El candidato de izquierda a la Presidencia de Perú Roberto Sánchez, que se enfrenta este domingo en la segunda vuelta de las elecciones a la derechista Keiko Fujimori, reafirmó su intención de indultar al encarcelado expresidente Pedro Castillo (2021-2022), cuyo sombrero se ha puesto en este proceso electoral.
Sánchez insistió en una conferencia con los integrantes de la Asociación de Prensa Extranjera en el Perú (APEP) que Castillo, condenado a 11 años y 5 meses de cárcel por el fallido intento de golpe de Estado, fue víctima de un supuesto complot para sacarlo del poder por parte de la oposición que encabezaba el fujimorismo, a cuya líder ganó en las elecciones de 2021.
Para ello hizo referencia a unas declaraciones recientes del Miguel Ángel Torres, candidato a vicepresidente de Fujimori, quien señaló en una entrevista en el canal Willax que fue «una gesta» para sacar a Castillo en la que participó el Congreso, la Fiscalía y los medios de comunicación.
«Torres ha dicho que resolvieron echarlo por las malas. No respetaron. Han dicho con claridad que había que sacarlo como fuera», manifestó el candidato.

El líder del partido Juntos por el Perú (JP) consideró que estas declaraciones prueban la posición de los seguidores de Castillo, quienes consideran que el expresidente fue víctima de un golpe de Estado desde el Congreso, pues desde el primer día de su gobierno ejerció una feroz oposición.
La salida de Pedro Castillo
Castillo dio un mensaje a la nación el 7 de diciembre de 2022 donde ordenaba cerrar el Parlamento e intervenir la Judicatura para gobernar temporalmente por decretos y establecer una Asamblea Constituyente, ante la posibilidad de una inminente tercera moción para destituirlo, luego de salir indicios de corrupción que lo salpicaban directamente a él.
Sin embargo, ni la Policía y las Fuerzas Armadas siguieron sus instrucciones y, por el contrario, lo detuvieron cuando se dirigía a la Embajada de México, donde su familia recibió asilo, mientras que seguidamente fue destituido por el Congreso sin tener los votos suficientes para hacerlo en ese momento y sin posibilidad de defensa como contempla el proceso.
«La vacancia no fue reglamentaria y su detención fue ilegal.
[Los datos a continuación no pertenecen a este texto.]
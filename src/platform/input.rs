//! Keyboard mapping
//!
//! Keys are identified by their DOM `KeyboardEvent.code` so the layout
//! doesn't matter (WASD on AZERTY still sits under the same fingers).

use crate::sim::{GamePhase, GameState, RestartOptions};

#[derive(Debug, Clone, Copy, PartialEq, Eq)]
pub enum Action {
    /// Held
    MoveLeft,
    /// Held
    MoveRight,
    Fire,
    /// Start / restart / next level, depending on phase
    Confirm,
    Pause,
}

#[derive(Debug, Clone, Copy, PartialEq, Eq)]
pub enum KeyEvent {
    Down,
    Up,
}

pub fn key_action(code: &str) -> Option<Action> {
    match code {
        "ArrowLeft" | "KeyA" => Some(Action::MoveLeft),
        "ArrowRight" | "KeyD" => Some(Action::MoveRight),
        "Space" => Some(Action::Fire),
        "Enter" => Some(Action::Confirm),
        "KeyP" => Some(Action::Pause),
        _ => None,
    }
}

/// Apply a key event to the game. Returns whether the key is bound.
pub fn apply_key(state: &mut GameState, code: &str, event: KeyEvent) -> bool {
    let Some(action) = key_action(code) else {
        return false;
    };

    match (action, event) {
        (Action::MoveLeft, event) => state.input.left = event == KeyEvent::Down,
        (Action::MoveRight, event) => state.input.right = event == KeyEvent::Down,
        (_, KeyEvent::Up) => {}
        (Action::Fire, KeyEvent::Down) => state.fire(),
        (Action::Confirm, KeyEvent::Down) => confirm(state),
        (Action::Pause, KeyEvent::Down) => state.toggle_pause(),
    }
    true
}

fn confirm(state: &mut GameState) {
    match state.phase() {
        GamePhase::Start => state.start_game(),
        GamePhase::GameOver => state.restart(RestartOptions::default()),
        GamePhase::Win => state.restart(RestartOptions::next_level()),
        GamePhase::Playing => {}
    }
}

/// Pause an active round when the page is hidden or loses focus.
/// Returns true if this call paused the game.
pub fn auto_pause(state: &mut GameState) -> bool {
    if state.phase() == GamePhase::Playing && !state.is_paused() {
        state.toggle_pause();
        return true;
    }
    false
}

#[cfg(test)]
mod tests {
    use super::*;
    use crate::Tuning;

    fn new_state() -> GameState {
        GameState::with_seed(Tuning::default(), 1)
    }

    #[test]
    fn test_key_action_mapping() {
        assert_eq!(key_action("ArrowLeft"), Some(Action::MoveLeft));
        assert_eq!(key_action("KeyA"), Some(Action::MoveLeft));
        assert_eq!(key_action("KeyD"), Some(Action::MoveRight));
        assert_eq!(key_action("Space"), Some(Action::Fire));
        assert_eq!(key_action("Enter"), Some(Action::Confirm));
        assert_eq!(key_action("KeyP"), Some(Action::Pause));
        assert_eq!(key_action("KeyQ"), None);
    }

    #[test]
    fn test_movement_keys_are_held() {
        let mut state = new_state();
        assert!(apply_key(&mut state, "ArrowLeft", KeyEvent::Down));
        assert!(state.input.left);
        apply_key(&mut state, "KeyD", KeyEvent::Down);
        assert!(state.input.right);

        apply_key(&mut state, "ArrowLeft", KeyEvent::Up);
        assert!(!state.input.left);
        assert!(state.input.right);
    }

    #[test]
    fn test_unbound_key() {
        let mut state = new_state();
        assert!(!apply_key(&mut state, "Escape", KeyEvent::Down));
    }

    #[test]
    fn test_enter_walks_phases() {
        let mut state = new_state();
        apply_key(&mut state, "Enter", KeyEvent::Down);
        assert_eq!(state.phase(), GamePhase::Playing);

        // Enter does nothing mid-round
        apply_key(&mut state, "Enter", KeyEvent::Down);
        assert_eq!(state.phase(), GamePhase::Playing);
        assert_eq!(state.level(), 1);

        state.phase = GamePhase::Win;
        state.score = 500;
        apply_key(&mut state, "Enter", KeyEvent::Down);
        assert_eq!(state.phase(), GamePhase::Playing);
        assert_eq!(state.level(), 2);
        assert_eq!(state.score(), 500);

        state.phase = GamePhase::GameOver;
        apply_key(&mut state, "Enter", KeyEvent::Down);
        assert_eq!(state.phase(), GamePhase::Playing);
        assert_eq!(state.level(), 1);
        assert_eq!(state.score(), 0);
    }

    #[test]
    fn test_space_fires_on_key_down_only() {
        let mut state = new_state();
        state.start_game();
        apply_key(&mut state, "Space", KeyEvent::Up);
        assert!(state.player_shots().is_empty());
        apply_key(&mut state, "Space", KeyEvent::Down);
        assert_eq!(state.player_shots().len(), 1);
    }

    #[test]
    fn test_pause_key() {
        let mut state = new_state();
        apply_key(&mut state, "KeyP", KeyEvent::Down);
        assert!(!state.is_paused());

        state.start_game();
        apply_key(&mut state, "KeyP", KeyEvent::Down);
        assert!(state.is_paused());
        apply_key(&mut state, "KeyP", KeyEvent::Down);
        assert!(!state.is_paused());
    }

    #[test]
    fn test_auto_pause() {
        let mut state = new_state();
        assert!(!auto_pause(&mut state));

        state.start_game();
        assert!(auto_pause(&mut state));
        assert!(state.is_paused());
        // Already paused: stays paused
        assert!(!auto_pause(&mut state));
        assert!(state.is_paused());
    }
}
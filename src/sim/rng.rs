//! Injectable randomness
//!
//! The simulation only ever asks for one uniform float at a time. Production
//! uses a seeded PCG stream; tests swap in scripted values.

use rand::{Rng, SeedableRng};
use rand_pcg::Pcg32;

/// Source of uniform floats in `[0, 1)`
pub trait RandomSource {
    fn next_f32(&mut self) -> f32;

    /// Uniform index in `0..len` (`len` must be non-zero)
    fn pick_index(&mut self, len: usize) -> usize {
        let idx = (self.next_f32() * len as f32) as usize;
        idx.min(len - 1)
    }

    /// Uniform float in `[min, max)`
    fn range(&mut self, min: f32, max: f32) -> f32 {
        min + self.next_f32() * (max - min)
    }
}

/// Seeded PCG stream (reproducible runs)
#[derive(Debug, Clone)]
pub struct PcgRandom {
    seed: u64,
    rng: Pcg32,
}

impl PcgRandom {
    pub fn new(seed: u64) -> Self {
        Self {
            seed,
            rng: Pcg32::seed_from_u64(seed),
        }
    }

    /// Seed from the OS entropy source
    pub fn from_entropy() -> Self {
        Self::new(rand::random())
    }

    pub fn seed(&self) -> u64 {
        self.seed
    }
}

impl RandomSource for PcgRandom {
    fn next_f32(&mut self) -> f32 {
        self.rng.random::<f32>()
    }
}

/// Replays a fixed list of values, cycling when exhausted
#[derive(Debug, Clone)]
pub struct SequenceRandom {
    values: Vec<f32>,
    cursor: usize,
}

impl SequenceRandom {
    pub fn new(values: impl Into<Vec<f32>>) -> Self {
        let values = values.into();
        assert!(!values.is_empty(), "SequenceRandom needs at least one value");
        Self { values, cursor: 0 }
    }

    /// Always returns the same value
    pub fn constant(value: f32) -> Self {
        Self::new(vec![value])
    }
}

impl RandomSource for SequenceRandom {
    fn next_f32(&mut self) -> f32 {
        let value = self.values[self.cursor % self.values.len()];
        self.cursor += 1;
        value
    }
}

#[cfg(test)]
mod tests {
    use super::*;

    #[test]
    fn test_pcg_is_deterministic() {
        let mut a = PcgRandom::new(42);
        let mut b = PcgRandom::new(42);
        for _ in 0..32 {
            let x = a.next_f32();
            assert_eq!(x, b.next_f32());
            assert!((0.0..1.0).contains(&x));
        }
    }

    #[test]
    fn test_entropy_seed_replays() {
        let mut live = PcgRandom::from_entropy();
        let mut replay = PcgRandom::new(live.seed());
        for _ in 0..16 {
            assert_eq!(live.next_f32(), replay.next_f32());
        }
    }

    #[test]
    fn test_pick_index_bounds() {
        let mut rng = SequenceRandom::new(vec![0.0, 0.5, 0.999_999, 1.0]);
        assert_eq!(rng.pick_index(10), 0);
        assert_eq!(rng.pick_index(10), 5);
        assert_eq!(rng.pick_index(10), 9);
        // Out-of-contract 1.0 still lands on the last index
        assert_eq!(rng.pick_index(10), 9);
    }

    #[test]
    fn test_sequence_cycles() {
        let mut rng = SequenceRandom::new(vec![0.25, 0.75]);
        assert_eq!(rng.next_f32(), 0.25);
        assert_eq!(rng.next_f32(), 0.75);
        assert_eq!(rng.next_f32(), 0.25);
        assert_eq!(rng.range(10.0, 20.0), 17.5);
    }
}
Todavía estaba en ejercicio de sus funciones y no había mandato judicial, menos aún para encañonar a sus hijos, y dar todo ese espectáculo», señaló Sánchez, que fue ministro de Comercio Exterior y Turismo durante todo el gobierno de Castillo y que dimitió en ese momento al diferir de la decisión del presidente.
«En el marco del debido proceso y prerrogativas de un presidente en ejercicio, otorgaremos su libertad en el marco de la ley y de los hechos políticos», concluyó.
Sánchez se muestra confiado frente al Congreso
Por otro lado, Sánchez aseguró tener los suficientes respaldos para ganar los comicios y no ser destituido como los anteriores mandatarios que vencieron a Fujimori, pero anticipó que forzará nuevas elecciones si su rival sigue obstruyendo desde el Parlamento a gobiernos que no se alinean a ella.
A raíz de la inestabilidad política en la que está inmerso Perú desde hace diez años, periodo en el que ha tenido ocho presidentes en una sucesión de destituciones promovidas desde el Congreso, Sánchez confió en tener el colchón suficiente con los acuerdos alcanzados con los partidos Ahora Nación (centroizquierda) y Obras.
«Esa coalición política nos hace superar ese riesgo y, por lo tanto, tenemos que fortalecer ese programa de gobierno (consensuado con los otros partidos) y ganar con mucha persuasión a las otras fuerzas políticas para gobernar con mucha estabilidad», señaló el líder del partido izquierdista Juntos por el Perú (JP).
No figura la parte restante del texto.